Crop Biotech Update

Engineering the Photosynthetic Pathway for More Efficient Rice Plants

January 16, 2009

The International Rice Research Institute (IRRI), along with a global consortium of researchers, has undertaken the mammoth task of re-engineering the photosynthetic pathway in rice. The research could lead to the development of rice varieties that can produce 50 percent more grain using less fertilizer and less water. For this project, the Institute has received a grant of US$11 million from the Bill & Melinda Gates Foundation. “This is a long-term, complex project that will take a decade or more to complete,” explained John Sheehy, IRRI scientist and project leader. “The result of this strategic research has the potential to benefit billions of poor people.”
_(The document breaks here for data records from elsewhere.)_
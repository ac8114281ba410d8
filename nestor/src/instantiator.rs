use crate::{dependency_resolver::Dependency, errors::InstantiateErrorKind};

/// An infallible constructor taking its dependencies as arguments.
///
/// Implemented for every `Fn(D1, .., Dn) -> T` where each `Di` is a [`Dependency`].
pub trait Constructor<T, Deps>: Send + Sync + 'static {
    fn construct(&self, dependencies: Deps) -> T;
}

/// A constructor that may fail, implemented for every `Fn(D1, .., Dn) -> Result<T, E>`.
pub trait TryConstructor<T, Deps>: Send + Sync + 'static {
    /// # Errors
    /// Returns the constructor's own error converted to [`InstantiateErrorKind`].
    fn try_construct(&self, dependencies: Deps) -> Result<T, InstantiateErrorKind>;
}

/// A member called once after construction with its resolved dependencies.
///
/// Implemented for every `Fn(&mut T, D1, .., Dn)`.
pub trait Method<T: ?Sized, Deps>: Send + Sync + 'static {
    fn invoke(&self, target: &mut T, dependencies: Deps);
}

macro_rules! impl_constructor {
    (
        [$($ty:ident),*]
    ) => {
        #[allow(non_snake_case)]
        impl<F, T, $($ty,)*> Constructor<T, ($($ty,)*)> for F
        where
            F: Fn($($ty),*) -> T + Send + Sync + 'static,
            $( $ty: Dependency, )*
        {
            #[inline]
            fn construct(&self, ($($ty,)*): ($($ty,)*)) -> T {
                self($($ty),*)
            }
        }

        #[allow(non_snake_case)]
        impl<F, T, E, $($ty,)*> TryConstructor<T, ($($ty,)*)> for F
        where
            F: Fn($($ty),*) -> Result<T, E> + Send + Sync + 'static,
            E: Into<anyhow::Error>,
            $( $ty: Dependency, )*
        {
            #[inline]
            fn try_construct(&self, ($($ty,)*): ($($ty,)*)) -> Result<T, InstantiateErrorKind> {
                self($($ty),*).map_err(|err| InstantiateErrorKind::Custom(err.into()))
            }
        }

        #[allow(non_snake_case)]
        impl<F, T, $($ty,)*> Method<T, ($($ty,)*)> for F
        where
            T: ?Sized,
            F: Fn(&mut T, $($ty),*) + Send + Sync + 'static,
            $( $ty: Dependency, )*
        {
            #[inline]
            fn invoke(&self, target: &mut T, ($($ty,)*): ($($ty,)*)) {
                self(target, $($ty),*);
            }
        }
    };
}

all_the_tuples!(impl_constructor);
Plants make their own food by capturing carbon dioxide and converting it to carbohydrates, a process called photosynthesis. Some plants manufacture  food more efficiently than others. Normally, these carbon-efficient plant species possess the advanced C4 carbon fixation pathway. The C4 mechanism overcomes the tendency of RuBisCo, the key enzyme in photosynthesis, to waste energy. The pathway allows plants to survive under conditions of drought and high temperatures and carbon dioxide and nitrogen limitation. Sheehy and colleagues aims to convert the photosynthesis of rice from the less-efficient C3 form to the C4 form.